During this sequence that I was thinking the film would almost bee too painful to watch. You experiences the locked in syndrome along with him and feel trapped, wanting to break free. A speech therapist begins to work with Bauby, each day shes reads the alphabet, arranged in the order of most frequently used letters, and he will chooses a letter by blinking. Realizing he still has his consciousness his mind begins to race, to imagine the world and enjoy it. Heard from an internal monologue eventually he blinks out one of his first phrases, "I have decided to stop pitying myself". It is here that we are free from his body but not shown Bauby until he sees himself.
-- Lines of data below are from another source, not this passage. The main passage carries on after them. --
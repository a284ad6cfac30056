//! Wire messages exchanged over the method channel

use serde::{Deserialize, Serialize};
use serde_json::Value;

use crate::domain::error::BridgeError;

/// Error code for lines that are not a valid method call
pub const INVALID_MESSAGE: &str = "INVALID_MESSAGE";

/// Inbound method call
#[derive(Debug, Clone, PartialEq, Serialize, Deserialize)]
pub struct MethodCall {
    pub method: String,
    #[serde(default, skip_serializing_if = "Option::is_none")]
    pub arguments: Option<Value>,
}

impl MethodCall {
    /// Call without arguments
    pub fn new(method: impl Into<String>) -> Self {
        Self {
            method: method.into(),
            arguments: None,
        }
    }

    /// Call with a JSON argument payload
    pub fn with_arguments(method: impl Into<String>, arguments: Value) -> Self {
        Self {
            method: method.into(),
            arguments: Some(arguments),
        }
    }
}

/// Outbound result of a method call
#[derive(Debug, Clone, PartialEq, Serialize, Deserialize)]
#[serde(tag = "status", rename_all = "camelCase")]
pub enum MethodResponse {
    Success {
        #[serde(default)]
        result: Option<Value>,
    },
    Error {
        code: String,
        message: String,
        #[serde(default)]
        details: Option<Value>,
    },
    NotImplemented,
}

impl MethodResponse {
    /// Successful call with no result value
    pub fn success() -> Self {
        Self::Success { result: None }
    }

    /// Structured error response
    pub fn error(code: impl Into<String>, message: impl Into<String>) -> Self {
        Self::Error {
            code: code.into(),
            message: message.into(),
            details: None,
        }
    }

    pub fn is_success(&self) -> bool {
        matches!(self, Self::Success { .. })
    }
}

impl From<Result<(), BridgeError>> for MethodResponse {
    fn from(result: Result<(), BridgeError>) -> Self {
        match result {
            Ok(()) => Self::success(),
            Err(BridgeError::NotImplemented(_)) => Self::NotImplemented,
            Err(e @ BridgeError::InvalidArguments(_)) => Self::error(e.code(), e.to_string()),
        }
    }
}

#[cfg(test)]
mod tests {
    use super::*;
    use serde_json::json;

    #[test]
    fn call_without_arguments_parses() {
        let call: MethodCall = serde_json::from_str(r#"{"method":"playSound"}"#).unwrap();
        assert_eq!(call, MethodCall::new("playSound"));
    }

    #[test]
    fn call_with_arguments_parses() {
        let call: MethodCall = serde_json::from_str(
            r#"{"method":"showNotification","arguments":{"title":"Done"}}"#,
        )
        .unwrap();
        assert_eq!(call.method, "showNotification");
        assert_eq!(call.arguments, Some(json!({"title": "Done"})));
    }

    #[test]
    fn success_serializes_with_status_tag() {
        let value = serde_json::to_value(MethodResponse::success()).unwrap();
        assert_eq!(value, json!({"status": "success", "result": null}));
    }

    #[test]
    fn not_implemented_serializes_without_payload() {
        let value = serde_json::to_value(MethodResponse::NotImplemented).unwrap();
        assert_eq!(value, json!({"status": "notImplemented"}));
    }

    #[test]
    fn invalid_arguments_maps_to_error_response() {
        let response =
            MethodResponse::from(Err(BridgeError::InvalidArguments("title".to_string())));
        match response {
            MethodResponse::Error { code, .. } => assert_eq!(code, "INVALID_ARGUMENTS"),
            other => panic!("Expected error response, got {:?}", other),
        }
    }

    #[test]
    fn not_implemented_maps_to_not_implemented_response() {
        let response = MethodResponse::from(Err(BridgeError::NotImplemented("x".to_string())));
        assert_eq!(response, MethodResponse::NotImplemented);
    }
}
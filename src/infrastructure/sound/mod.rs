//! Sound infrastructure adapters
//!
//! Plays the default notification sound, or nothing when sound is disabled.

mod noop;
mod rodio;

pub use noop::NoOpSoundPlayer;
pub use rodio::RodioSoundPlayer;

use crate::application::ports::SoundPlayer;

/// Create a sound player based on whether sound is enabled
pub fn create_sound_player(enabled: bool) -> Box<dyn SoundPlayer> {
    if enabled {
        Box::new(RodioSoundPlayer::new())
    } else {
        Box::new(NoOpSoundPlayer::new())
    }
}
//! Inbound port: something that answers method calls

use async_trait::async_trait;

use crate::domain::channel::{MethodCall, MethodResponse};

/// Handler the IPC transport hands decoded calls to
#[async_trait]
pub trait MethodHandler: Send + Sync {
    async fn handle(&self, call: &MethodCall) -> MethodResponse;
}
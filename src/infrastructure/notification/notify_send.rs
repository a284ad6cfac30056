//! notify-send notification adapter
//!
//! Notifications posted through `notify-send` stack; the tool has no
//! portable way to replace an earlier notification. High importance maps to
//! `normal` urgency: `critical` notifications stay until dismissed.

use std::process::Stdio;

use async_trait::async_trait;
use tokio::process::Command;

use super::{NOTIFICATION_ICON, XDG_SOUND_NAME};
use crate::application::ports::{NotificationError, Notifier};
use crate::domain::notification::{Importance, NotificationRequest};
use crate::domain::config::DEFAULT_APP_NAME;

/// notify-send notification adapter
pub struct NotifySendNotifier {
    /// Application name for notifications
    app_name: String,
}

impl NotifySendNotifier {
    /// Create a new notify-send notifier
    pub fn new() -> Self {
        Self::with_app_name(DEFAULT_APP_NAME)
    }

    /// Create with custom app name
    pub fn with_app_name(app_name: impl Into<String>) -> Self {
        Self {
            app_name: app_name.into(),
        }
    }

    fn args(&self, request: &NotificationRequest) -> Vec<String> {
        let mut args = vec![
            "--app-name".to_string(),
            self.app_name.clone(),
            "--urgency".to_string(),
            urgency_arg(request.importance).to_string(),
            "--icon".to_string(),
            NOTIFICATION_ICON.to_string(),
        ];
        if request.sound {
            args.push(format!("--hint=string:sound-name:{}", XDG_SOUND_NAME));
        }
        if request.auto_cancel {
            args.push("--hint=boolean:resident:false".to_string());
        }

        // Text starting with '-' must not be read as an option
        args.push("--".to_string());
        args.push(request.title.clone());
        args.push(request.body.clone());
        args
    }
}

impl Default for NotifySendNotifier {
    fn default() -> Self {
        Self::new()
    }
}

fn urgency_arg(importance: Importance) -> &'static str {
    match importance {
        Importance::Low => "low",
        Importance::Default | Importance::High => "normal",
    }
}

#[async_trait]
impl Notifier for NotifySendNotifier {
    async fn post(&self, request: &NotificationRequest) -> Result<(), NotificationError> {
        let status = Command::new("notify-send")
            .args(self.args(request))
            .stdin(Stdio::null())
            .stdout(Stdio::null())
            .stderr(Stdio::null())
            .status()
            .await
            .map_err(|e| {
                if e.kind() == std::io::ErrorKind::NotFound {
                    NotificationError::NotifySendNotFound
                } else {
                    NotificationError::SendFailed(e.to_string())
                }
            })?;

        if !status.success() {
            return Err(NotificationError::SendFailed(format!(
                "notify-send exited with status: {}",
                status
            )));
        }

        Ok(())
    }
}
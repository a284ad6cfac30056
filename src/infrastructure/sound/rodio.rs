//! Rodio-based sound adapter
//!
//! Synthesizes a short rising chime as the default notification sound.

use std::time::Duration;

use async_trait::async_trait;
use rodio::source::{SineWave, Source};
use rodio::{OutputStream, Sink};

use crate::application::ports::{SoundError, SoundPlayer};

/// Chime notes: C6, E6, G6 (frequency Hz, duration ms)
const CHIME: &[(f32, u64)] = &[(1046.5, 90), (1318.5, 90), (1568.0, 180)];

/// Output amplitude, kept low so the cue is not jarring
const AMPLITUDE: f32 = 0.25;

/// Sound player using rodio on the default output device
pub struct RodioSoundPlayer;

impl RodioSoundPlayer {
    pub fn new() -> Self {
        Self
    }
}

impl Default for RodioSoundPlayer {
    fn default() -> Self {
        Self::new()
    }
}

#[async_trait]
impl SoundPlayer for RodioSoundPlayer {
    async fn play_default(&self) -> Result<(), SoundError> {
        // rodio blocks until playback ends
        tokio::task::spawn_blocking(play_chime_sync)
            .await
            .map_err(|e| SoundError::PlaybackFailed(format!("Task join error: {}", e)))?
    }
}

/// A sine tone with a short fade-in to avoid clicks
fn soft_tone(freq: f32, duration_ms: u64) -> impl Source<Item = f32> + Send {
    let fade_ms = (duration_ms / 5).min(30);
    SineWave::new(freq)
        .take_duration(Duration::from_millis(duration_ms))
        .fade_in(Duration::from_millis(fade_ms))
        .amplify(AMPLITUDE)
}

fn play_chime_sync() -> Result<(), SoundError> {
    let (_stream, stream_handle) = OutputStream::try_default()
        .map_err(|e| SoundError::DeviceNotAvailable(e.to_string()))?;

    let sink =
        Sink::try_new(&stream_handle).map_err(|e| SoundError::PlaybackFailed(e.to_string()))?;

    for &(freq, duration_ms) in CHIME {
        sink.append(soft_tone(freq, duration_ms));
    }

    // The stream must outlive playback
    sink.sleep_until_end();

    Ok(())
}

#[cfg(test)]
mod tests {
    use super::*;

    #[test]
    fn chime_rises() {
        assert!(CHIME.windows(2).all(|w| w[0].0 < w[1].0));
    }

    #[tokio::test]
    #[ignore = "Requires audio hardware"]
    async fn can_play_default_sound() {
        let player = RodioSoundPlayer::new();
        assert!(player.play_default().await.is_ok());
    }
}
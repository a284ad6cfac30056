//! Sound port for the default notification cue

use async_trait::async_trait;
use thiserror::Error;

/// Errors that can occur during sound playback
#[derive(Error, Debug)]
pub enum SoundError {
    /// Failed to play the sound
    #[error("Playback failed: {0}")]
    PlaybackFailed(String),

    /// No audio output device available
    #[error("Audio device not available: {0}")]
    DeviceNotAvailable(String),
}

/// Port trait for playing the platform's default notification sound
#[async_trait]
pub trait SoundPlayer: Send + Sync {
    /// Play the default notification sound
    async fn play_default(&self) -> Result<(), SoundError>;
}

/// Blanket implementation for boxed sound players
#[async_trait]
impl SoundPlayer for Box<dyn SoundPlayer> {
    async fn play_default(&self) -> Result<(), SoundError> {
        self.as_ref().play_default().await
    }
}
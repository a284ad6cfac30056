//! Notifier backend selection

use std::fmt;
use std::str::FromStr;

use crate::domain::error::InvalidNotifierError;

/// All selectable notifier backends
pub const ALL_NOTIFIERS: &[NotifierKind] = &[
    NotifierKind::NotifyRust,
    NotifierKind::NotifySend,
    NotifierKind::None,
];

/// Which notification adapter the bridge uses
#[derive(Debug, Clone, Copy, PartialEq, Eq, Hash, Default)]
pub enum NotifierKind {
    /// Native notifications through notify-rust
    #[default]
    NotifyRust,
    /// The `notify-send` command-line tool
    NotifySend,
    /// Notifications disabled
    None,
}

impl NotifierKind {
    pub const fn as_str(&self) -> &'static str {
        match self {
            Self::NotifyRust => "notify-rust",
            Self::NotifySend => "notify-send",
            Self::None => "none",
        }
    }
}

impl FromStr for NotifierKind {
    type Err = InvalidNotifierError;

    fn from_str(s: &str) -> Result<Self, Self::Err> {
        match s.trim().to_lowercase().as_str() {
            "notify-rust" | "native" => Ok(Self::NotifyRust),
            "notify-send" => Ok(Self::NotifySend),
            "none" | "off" => Ok(Self::None),
            _ => Err(InvalidNotifierError {
                input: s.to_string(),
            }),
        }
    }
}

impl fmt::Display for NotifierKind {
    fn fmt(&self, f: &mut fmt::Formatter<'_>) -> fmt::Result {
        write!(f, "{}", self.as_str())
    }
}
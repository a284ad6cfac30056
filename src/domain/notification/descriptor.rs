//! Notification channel descriptor

use std::fmt;

/// Importance level of a notification channel
#[derive(Debug, Clone, Copy, PartialEq, Eq, Hash, Default)]
pub enum Importance {
    Low,
    #[default]
    Default,
    High,
}

impl Importance {
    pub const fn as_str(&self) -> &'static str {
        match self {
            Self::Low => "low",
            Self::Default => "default",
            Self::High => "high",
        }
    }
}

impl fmt::Display for Importance {
    fn fmt(&self, f: &mut fmt::Formatter<'_>) -> fmt::Result {
        write!(f, "{}", self.as_str())
    }
}

/// Category metadata the notification subsystem needs before it shows
/// notifications under that category.
#[derive(Debug, Clone, PartialEq, Eq)]
pub struct ChannelDescriptor {
    /// Stable identifier, the registry key
    pub id: String,
    /// Display name shown by the OS
    pub name: String,
    pub description: String,
    pub importance: Importance,
}

impl ChannelDescriptor {
    /// Identifier of the timer channel
    pub const TIMER_ID: &'static str = "pomodoro_notification_channel";

    /// Create a descriptor with high importance
    pub fn new(
        id: impl Into<String>,
        name: impl Into<String>,
        description: impl Into<String>,
    ) -> Self {
        Self {
            id: id.into(),
            name: name.into(),
            description: description.into(),
            importance: Importance::High,
        }
    }

    /// The single channel used for timer notifications
    pub fn timer() -> Self {
        Self::new(
            Self::TIMER_ID,
            "Pomodoro Timer",
            "Notifications for Pomodoro Timer",
        )
    }

    /// Timer channel with a custom display name
    pub fn timer_named(name: impl Into<String>) -> Self {
        let name = name.into();
        let description = format!("Notifications for {}", name);
        Self::new(Self::TIMER_ID, name, description)
    }
}

impl Default for ChannelDescriptor {
    fn default() -> Self {
        Self::timer()
    }
}
//! Configuration port interface

use std::path::PathBuf;

use async_trait::async_trait;

use crate::domain::config::AppConfig;
use crate::domain::error::ConfigError;

/// Port for configuration storage
#[async_trait]
pub trait ConfigStore: Send + Sync {
    /// Load configuration from storage.
    ///
    /// A missing file is not an error: it loads as an empty config.
    async fn load(&self) -> Result<AppConfig, ConfigError>;

    /// Persist the configuration, creating parent directories as needed.
    async fn save(&self, config: &AppConfig) -> Result<(), ConfigError>;

    /// Location of the configuration file
    fn path(&self) -> PathBuf;

    fn exists(&self) -> bool;

    /// Write a config file populated with defaults.
    /// Fails with `AlreadyExists` if the file is present.
    async fn init(&self) -> Result<(), ConfigError>;
}
//! Notification infrastructure module
//!
//! Provides cross-platform notification support using notify-rust (primary),
//! the `notify-send` tool as fallback, or a no-op adapter when disabled.

mod noop;
mod notify_rust;
mod notify_send;

pub use noop::NoOpNotifier;
pub use notify_rust::NotifyRustNotifier;
pub use notify_send::NotifySendNotifier;

use crate::application::ports::Notifier;
use crate::domain::config::NotifierKind;

/// Freedesktop icon used for timer notifications
pub(crate) const NOTIFICATION_ICON: &str = "appointment-soon";

/// Freedesktop sound theme name attached to timer notifications
pub(crate) const XDG_SOUND_NAME: &str = "message-new-instant";

/// Create the notifier selected in configuration
pub fn create_notifier(kind: NotifierKind, app_name: &str) -> Box<dyn Notifier> {
    match kind {
        NotifierKind::NotifyRust => Box::new(NotifyRustNotifier::with_app_name(app_name)),
        NotifierKind::NotifySend => Box::new(NotifySendNotifier::with_app_name(app_name)),
        NotifierKind::None => Box::new(NoOpNotifier::new()),
    }
}

#[cfg(test)]
mod tests {
    use super::*;

    #[test]
    fn only_native_notifier_requires_channel() {
        assert!(create_notifier(NotifierKind::NotifyRust, "App").requires_channel());
        assert!(!create_notifier(NotifierKind::NotifySend, "App").requires_channel());
        assert!(!create_notifier(NotifierKind::None, "App").requires_channel());
    }
}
He catches his reflection in a glass case and thinks he looks like something trapped in formaldehyde.
Filmed in French, these moments of Bauby working out sentences almost become rhythmical, it is imperative we see the great efforts he went through to write his memoir, it is his only way to show how his mind is working. There must be made a special mention to director Julian Schnabel who actually learned French in order to make this movie. The studio wanted to film it in English but he made the right decision, saying it would be foolish for the French to be reading subtitles in a film about one of their own.
You could call this film inspirational, and it is, but not in any traditional sentimental way. We are never given the big scenes of forgiveness or closure, we just follow along with Bauby's mind and his life with this disorder. Scenes end before you expect them to and things are left unsaid when you expect them to be communicated. On top of all that there is the wonderful cinematography that is not only able to capture his life from his view point but also his mind and spirit free from his body.